The Kangyur was not published at first. The teacher of Chim Jampel Yang (Tib.mchims ‘jam-dpal dbyangs) made the first collection of the Kangyur and it was handwritten. Because it was kept in a shrine room called the Jam Lhakhang at Narthang Monastery, this edition later became famous as the Lhakang Kangyur (sometimes known as the Old Narthang Kangyur.). After some time in Tibet, the Kangyur Rinpoche was produced by xylograph or woodcarving in Jang, sponsored by the King of Jang. The main editor of the Jang Kangyur was the Sixth Shamarpa. Later on it was called the Lithang Kangyur, because the xylograph was stored in Lithang.
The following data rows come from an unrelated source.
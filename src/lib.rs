// Garuda - SIMRS to SatuSehat FHIR Publishing Worker
// Copyright (c) 2025 Garuda Contributors
// Licensed under the MIT License

//! # Garuda - SIMRS to SatuSehat FHIR Publishing Worker
//!
//! Garuda is a scheduled integration worker that extracts clinical visit
//! data from a hospital information system (SIMRS), maps it into FHIR R4
//! transaction bundles and publishes completed bundles to the SatuSehat
//! national health exchange.
//!
//! ## Overview
//!
//! Each discovered visit moves through a persisted lifecycle:
//!
//! 1. **Fetch** - closed visits in a trailing window are discovered and
//!    stored once, with immutable visit-detail and vital-sign snapshots.
//!    Snapshots that fail required-field validation park the record as
//!    `INVALID`, terminally.
//! 2. **Fill** - six clinical sections (diagnosis, lab, radiology,
//!    medication request, medication dispense, procedure) are fetched
//!    independently and idempotently; only missing/invalid sections are
//!    re-fetched on later sweeps.
//! 3. **Mark-complete** - a record becomes `READY` when every enabled
//!    section is present, or when the visit exceeds the mark-complete
//!    age threshold.
//! 4. **Publish** - ready records are assembled into one transaction
//!    bundle per visit and posted to the registry (or written to a
//!    simulation directory), with the outcome recorded per visit.
//!
//! The four sweeps never call each other; they are coupled only through
//! the embedded store, which makes each one independently schedulable,
//! crash-safe and re-entrant.
//!
//! ## Architecture
//!
//! - [`cli`] - Command-line interface and argument parsing
//! - [`core`] - Business logic (assembler, sweep jobs, scheduler)
//! - [`mapper`] - Pure clinical-record-to-FHIR-resource mappers
//! - [`fhir`] - Minimal FHIR R4 wire model
//! - [`adapters`] - External integrations (SIMRS, store, registry)
//! - [`domain`] - Core domain types and models
//! - [`config`] - Configuration management
//! - [`logging`] - Structured logging
//!
//! ## Quick Start
//!
//! ```rust,no_run
//! use garuda::cli::commands::start::StartArgs;
//! use tokio::sync::watch;
//!
//! #[tokio::main]
//! async fn main() -> anyhow::Result<()> {
//!     let (_shutdown_tx, shutdown_rx) = watch::channel(false);
//!     let args = StartArgs {};
//!     let exit_code = args.execute("garuda.toml", shutdown_rx).await?;
//!     std::process::exit(exit_code);
//! }
//! ```
//!
//! ## Error Handling
//!
//! Garuda uses the [`domain::GarudaError`] hierarchy. Per-visit failures
//! are logged and swallowed at sweep boundaries; only startup failures
//! abort the process:
//!
//! ```rust,no_run
//! use garuda::domain::{GarudaError, Result};
//!
//! fn example() -> Result<()> {
//!     let config = garuda::config::load_config("garuda.toml")?;
//!     Ok(())
//! }
//! ```
//!
//! ## Logging
//!
//! Garuda uses structured logging with the `tracing` crate:
//!
//! ```rust,no_run
//! use tracing::{info, warn, error};
//!
//! info!("starting publish sweep");
//! warn!(visit_id = "V-001", "section still missing");
//! error!(error = "timeout", "registry call failed");
//! ```

pub mod adapters;
pub mod cli;
pub mod config;
pub mod core;
pub mod domain;
pub mod fhir;
pub mod logging;
pub mod mapper;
The Jang Kangyur was the first Tibetan Kangyur published in Tibet and this occurred during the time of Emperor Yung Lo of the Ming Dynasty. Perhaps that was the first Tibetan Kangyur to be edited by some of the great masters of the Karma Kamtsang. The publication of the Kangyur has had a great deal of contribution from the great masters of the Karma Kamtsang.
As we said before, when we request the buddhas and bodhisattvas to turn the wheel of Dharma, if we have not taken care with the teachings they have already given, then to keep on requesting teachings from them is rather strange. If we do not practice what they have already taught and what they have not yet taught we ask them to teach, that is a little bit excessive. And generally, in regards to the Kangyur and Tengyur, we just put them between two end boards, tie them up very well, and put them up in the shrine and lock it. Sometimes we act as if we do not have to read them, but only need to preserve them in the shrine as objects of worship. If that becomes the norm, then there is a danger that the dharma will be lost.
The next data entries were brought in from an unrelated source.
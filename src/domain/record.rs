//! Persisted visit record
//!
//! One [`VisitRecord`] exists per hospital visit, created exactly once at
//! fetch time and enriched in place by the fill sweep. The store is the
//! sole writer; everything else works on copies returned by queries.

use crate::domain::sections::{
    decode_section, Diagnosis, MedicationDispense, MedicationRequest, ObservationLab,
    ObservationRadiology, Procedure, SectionKind, SectionToggles,
};
use crate::domain::status::{MappingStatus, PublishStatus};
use crate::domain::visit::{VisitDetail, VitalSign};
use chrono::NaiveDateTime;
use serde_json::Value;

/// Aggregate root tracked by the visit store.
#[derive(Debug, Clone)]
pub struct VisitRecord {
    pub visit_id: String,
    pub visit_date: NaiveDateTime,
    pub satusehat_patient_id: String,
    /// Immutable visit-detail snapshot captured at fetch time.
    pub visit_detail: Value,
    /// Immutable vital-sign snapshot captured at fetch time.
    pub vital_sign: Value,
    pub diagnosis: Option<Value>,
    pub lab: Option<Value>,
    pub radiology: Option<Value>,
    pub medication_request: Option<Value>,
    pub medication_dispense: Option<Value>,
    pub procedure: Option<Value>,
    pub publish_date: Option<NaiveDateTime>,
    pub publish_request: Option<String>,
    pub publish_response: Option<String>,
    pub mapping_errors: Option<String>,
    pub mapping_status: MappingStatus,
    pub publish_status: PublishStatus,
}

impl VisitRecord {
    /// Decoded visit-detail snapshot, or `None` when the stored JSON is
    /// unreadable.
    pub fn visit_detail(&self) -> Option<VisitDetail> {
        serde_json::from_value(self.visit_detail.clone()).ok()
    }

    /// Decoded vital-sign snapshot.
    pub fn vital_sign(&self) -> Option<VitalSign> {
        serde_json::from_value(self.vital_sign.clone()).ok()
    }

    pub fn diagnosis(&self) -> Option<Vec<Diagnosis>> {
        decode_section(self.diagnosis.as_ref())
    }

    pub fn lab(&self) -> Option<Vec<ObservationLab>> {
        decode_section(self.lab.as_ref())
    }

    pub fn radiology(&self) -> Option<Vec<ObservationRadiology>> {
        decode_section(self.radiology.as_ref())
    }

    pub fn medication_request(&self) -> Option<Vec<MedicationRequest>> {
        decode_section(self.medication_request.as_ref())
    }

    pub fn medication_dispense(&self) -> Option<Vec<MedicationDispense>> {
        decode_section(self.medication_dispense.as_ref())
    }

    pub fn procedure(&self) -> Option<Vec<Procedure>> {
        decode_section(self.procedure.as_ref())
    }

    /// Whether a section currently holds a present/valid payload.
    pub fn section_present(&self, kind: SectionKind) -> bool {
        match kind {
            SectionKind::Diagnosis => self.diagnosis().is_some(),
            SectionKind::Lab => self.lab().is_some(),
            SectionKind::Radiology => self.radiology().is_some(),
            SectionKind::MedicationRequest => self.medication_request().is_some(),
            SectionKind::MedicationDispense => self.medication_dispense().is_some(),
            SectionKind::Procedure => self.procedure().is_some(),
        }
    }

    /// Enabled sections that are still missing or invalid.
    ///
    /// Disabled sections are excluded outright: the fill sweep never
    /// fetches them and the completeness predicate does not wait for
    /// them.
    pub fn missing_sections(&self, toggles: &SectionToggles) -> Vec<SectionKind> {
        SectionKind::ALL
            .into_iter()
            .filter(|kind| toggles.enabled(*kind) && !self.section_present(*kind))
            .collect()
    }
}

/// Initial row contents for a newly discovered visit.
#[derive(Debug, Clone)]
pub struct NewVisitRecord {
    pub visit_id: String,
    pub visit_date: NaiveDateTime,
    pub satusehat_patient_id: String,
    pub visit_detail: Value,
    pub vital_sign: Value,
    pub mapping_status: MappingStatus,
    pub mapping_errors: String,
}

/// Outcome of one publish attempt, persisted atomically.
#[derive(Debug, Clone)]
pub struct PublishOutcome {
    pub request: String,
    pub response: String,
    pub timestamp: NaiveDateTime,
    pub status: PublishStatus,
}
In Tibet early on, there was a tradition of teaching the sutras, but later on, the shastras, the commentaries by the great masters, were studied much more. And then the Tibetan masters wrote and taught commentaries and those became the principle textbooks that were studied. And thereby, gradually, the direct teachings of the Buddha were studied less and less. Of course the commentaries by the Tibetan masters are perhaps clearer and easier to understand, but the [works of the] Indian masters, and especially the direct teachings of the Buddha, are the main source so therefore they must be studied. It is good to delve into the commentaries and understand them, but if we do not study the Kangyur at all, it is very strange. So the shedras and monasteries must read, study, and become familiar with the direct teachings of the Buddha as a primary source. If they never even look at the direct teachings of the Buddha, it is not possible that they will understand them very well.
As it was said by the great Drikungpa, “If the teachings are not based on the Kangyur, then it is the work of Mara.” If the teachings are based merely on our teachers’ experiences, it is possible in these degenerate times that some lamas might give teachings that are not really according to the teachings of the Buddha or the Kangyur, but are their own made-up instructions. It is quite possible for that to happen. If we could compare the teachings of our lamas with the direct teachings of the Buddha, then we would be able to understand whether their teachings are genuine or not. We would be able to authenticate them based on the Kangyur.
So the Buddha said, “During the time of degeneration, I will appear as the letters (texts).” So all of these teachings are an emanation of the Buddha and we have to see them as objects of refuge. Since we have not experienced the truth of the path or the truth of nirvana, at this moment the teachings are the real guide or lamp that dispels the darkness.
Thus we have a great opportunity to read [the Kangyur] now and in the future also. As far as the shedras are concerned, they should facilitate Kangyur study, examination, and research. For instance, when we talk about the Vinaya and are discussing the myriad Vinaya principles, such as whether the Gelongma ordination should be there or not, if we actually were to read the thirteen volumes of the Vinaya, then many of the things that are confusing to us would become very clear. What we don’t understand will become clear, and that is what I want you all to keep in your heart. In essence, the Kangyur is the root of our dharma, the source of our teachings, and the true guide of what to do and what not to do. With this understanding, please recite the Kangyur.